REPORT #3
(exerpt
from a Time Magazine article)
Author:
Jim Chappell
Get Paid to Drive? We didn't believe it
either at first, so we checked it out. Here's what we found...
Would You Wrap Your Car in an Ad for $400? Of course you would--you're
an American! So here's how it works...
Let's
say someone offers to pay you cash money to get into your car every
day and drive to and from the office, the same as you usually do,
with just one catch. A vinyl wrapper will be stretched over the
car so that it looks like you're driving a pint of ice cream.
You
tastefully decline, choosing not to contribute to a culture in
which everything is for sale and ads are scrawled on every inch
of space that isn't part of someone's forehead. But what if they
paid you enough to wipe out your car payment? Or if the ad were
for something cool, like a dotcom? You're a red-blooded American.

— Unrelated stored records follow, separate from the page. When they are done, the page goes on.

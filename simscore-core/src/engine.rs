//! Scoring Engine: turns records into weighted, ranked scored rows.
//!
//! For every (record, candidate variant) pair the engine invokes each weighted
//! metric against the record's references and combines the results with the
//! normalized weights. Weight keys are validated against the registry before
//! any metric runs. Any metric failure aborts the whole pass.

use rayon::prelude::*;
use std::cmp::Ordering;
use std::collections::BTreeMap;
use std::sync::Arc;
use tracing::{debug, info};

use crate::error::EvalError;
use crate::registry::{Metric, MetricRegistry};
use crate::types::{Record, ScoredRow, WeightSet};

/// Scores records against a registry of metrics.
///
/// The engine borrows the registry for its whole lifetime, so no metric can be
/// registered while an evaluation is in flight.
pub struct ScoringEngine<'a> {
    registry: &'a MetricRegistry,
    parallel: bool,
}

/// Metrics resolved for one pass, paired with their normalized weights.
struct Plan {
    metrics: Vec<(String, Arc<dyn Metric>, f64)>,
}

impl<'a> ScoringEngine<'a> {
    pub fn new(registry: &'a MetricRegistry) -> Self {
        Self {
            registry,
            parallel: true,
        }
    }

    /// Score records on the rayon pool (default) or sequentially.
    pub fn parallel(mut self, parallel: bool) -> Self {
        self.parallel = parallel;
        self
    }

    /// Score every candidate variant of every record.
    ///
    /// Rows are returned by composite score descending; ties keep record and
    /// variant encounter order.
    pub fn evaluate(
        &self,
        records: &[Record],
        weights: &WeightSet,
    ) -> Result<Vec<ScoredRow>, EvalError> {
        let plan = self.plan(weights)?;
        for record in records {
            record.validate()?;
        }

        info!(
            records = records.len(),
            metrics = plan.metrics.len(),
            parallel = self.parallel,
            "Starting evaluation pass"
        );

        let per_record: Vec<Vec<ScoredRow>> = if self.parallel {
            records
                .par_iter()
                .map(|record| score_record(&plan, record))
                .collect::<Result<_, _>>()?
        } else {
            records
                .iter()
                .map(|record| score_record(&plan, record))
                .collect::<Result<_, _>>()?
        };

        let mut rows: Vec<ScoredRow> = per_record.into_iter().flatten().collect();
        rows.sort_by(|a, b| descending_nan_last(a.score, b.score));

        debug!(rows = rows.len(), "Evaluation pass complete");
        Ok(rows)
    }

    /// Validate weights and resolve every weighted metric up front.
    fn plan(&self, weights: &WeightSet) -> Result<Plan, EvalError> {
        weights.validate()?;
        let normalized = weights.normalized();
        let mut metrics = Vec::with_capacity(normalized.len());
        for (name, weight) in normalized {
            let metric = self.registry.get(&name)?;
            metrics.push((name, metric, weight));
        }
        Ok(Plan { metrics })
    }
}

fn score_record(plan: &Plan, record: &Record) -> Result<Vec<ScoredRow>, EvalError> {
    let tags = record.tag_string();
    let mut rows = Vec::with_capacity(record.candidate.len());

    for (variant, text) in record.candidate.variants() {
        let mut values = BTreeMap::new();
        let mut composite = 0.0;
        for (name, metric, weight) in &plan.metrics {
            let value = metric.score(text, &record.references).map_err(|source| {
                EvalError::MetricComputation {
                    metric: name.clone(),
                    record_id: record.id.clone(),
                    variant: variant.to_string(),
                    source,
                }
            })?;
            composite += weight * value;
            values.insert(name.clone(), value);
        }
        rows.push(ScoredRow {
            id: record.id.clone(),
            variant: variant.to_string(),
            metrics: values,
            score: composite,
            tags: tags.clone(),
        });
    }

    Ok(rows)
}

/// Descending order for floats with NaN placed after every number.
pub(crate) fn descending_nan_last(a: f64, b: f64) -> Ordering {
    match (a.is_nan(), b.is_nan()) {
        (true, true) => Ordering::Equal,
        (true, false) => Ordering::Greater,
        (false, true) => Ordering::Less,
        (false, false) => b.partial_cmp(&a).unwrap_or(Ordering::Equal),
    }
}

For the right price, of course you'd sell out. So in case you were
wondering 23,000 people got there ahead of you.
"I
was stuck in traffic one day and thought, 'Wow, all these cars
look really boring,'" says Daniel Shifrin, 31, a former executive
headhunter who started Autowraps in San Diego last year and moved
it to San Francisco in February. "I'd read where outdoor-advertising
space was so scarce and the demand was growing, and I thought--the
car is the last form of available real estate out there."
Welcome
to the NASCAR Nation, where a trip to the market may soon seem
like two laps in the Cracker Barrel 500. Shifrin says he's done
$1 million in sales this year and has 160 cars on the road draped
in the same clear-vinyl ads you see on buses. Most of the cars
are in the San Francisco area, where drivers get as much as $400
a month, but Shifrin has business in 11 cities and an online registry
of 23,000 people who want in on the deal.
[One
company] in San Francisco, pays drivers $350 a month to use their
own wheels but hopes to find advertisers who will cough up free
cars.
Shifrin
sees a day when thousands of drivers get car insurance in exchange
for a wrap. Others see the end of the world. "It's the same
as putting a billboard in your front yard. The public realm is
being visually polluted," says Jim Chappell, president of
the San Francisco Planning and Urban Research Association. Gary
Ruskin of Commercial Alert, a Washington watchdog group, wonders
if auto ads can be outlawed as a traffic hazard. "The advertising
industry is in our face at every turn, and many of us feel assaulted."
Wake
up, Gary. The war is over, and you lost. Every other yahoo on the
street is proudly advertising for Tommy Hilfiger, John Deere or
the Boston Red Sox. At least auto wraps drivers get paid.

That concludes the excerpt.